_Work item:_
Each line in the records below that has the word "Serialize" should be copied.

_Exercise input:_
------
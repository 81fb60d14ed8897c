//! Transcript. The ordered message history shown in the widget.

use serde::Serialize;
use uuid::Uuid;

use super::model::{DeliveryStatus, Message, Sender};

/// Append-only message history. Delivery status is the only field that
/// changes after append, and it is updated by message id.
#[derive(Debug, Clone, Default, Serialize)]
pub struct Transcript {
    messages: Vec<Message>,
}

impl Transcript {
    pub fn new() -> Self {
        Self::default()
    }

    /// Append a message and return its id.
    pub fn push(&mut self, message: Message) -> Uuid {
        let id = message.id;
        self.messages.push(message);
        id
    }

    /// Update the delivery status of the message with `id`.
    /// Returns false if no such message exists.
    pub fn set_status(&mut self, id: Uuid, status: DeliveryStatus) -> bool {
        match self.messages.iter_mut().find(|m| m.id == id) {
            Some(message) => {
                message.status = status;
                true
            }
            None => false,
        }
    }

    pub fn get(&self, id: Uuid) -> Option<&Message> {
        self.messages.iter().find(|m| m.id == id)
    }

    /// Messages appended at or after position `index`.
    pub fn since(&self, index: usize) -> &[Message] {
        self.messages.get(index..).unwrap_or(&[])
    }

    pub fn last(&self) -> Option<&Message> {
        self.messages.last()
    }

    pub fn iter(&self) -> impl Iterator<Item = &Message> {
        self.messages.iter()
    }

    /// Messages from one sender, in order.
    pub fn from_sender(&self, sender: Sender) -> impl Iterator<Item = &Message> {
        self.messages.iter().filter(move |m| m.sender == sender)
    }

    pub fn len(&self) -> usize {
        self.messages.len()
    }

    pub fn is_empty(&self) -> bool {
        self.messages.is_empty()
    }

    pub(crate) fn clear(&mut self) {
        self.messages.clear();
    }
}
------
_Expected output:_
use serde::Serialize;
#[derive(Debug, Clone, Default, Serialize)]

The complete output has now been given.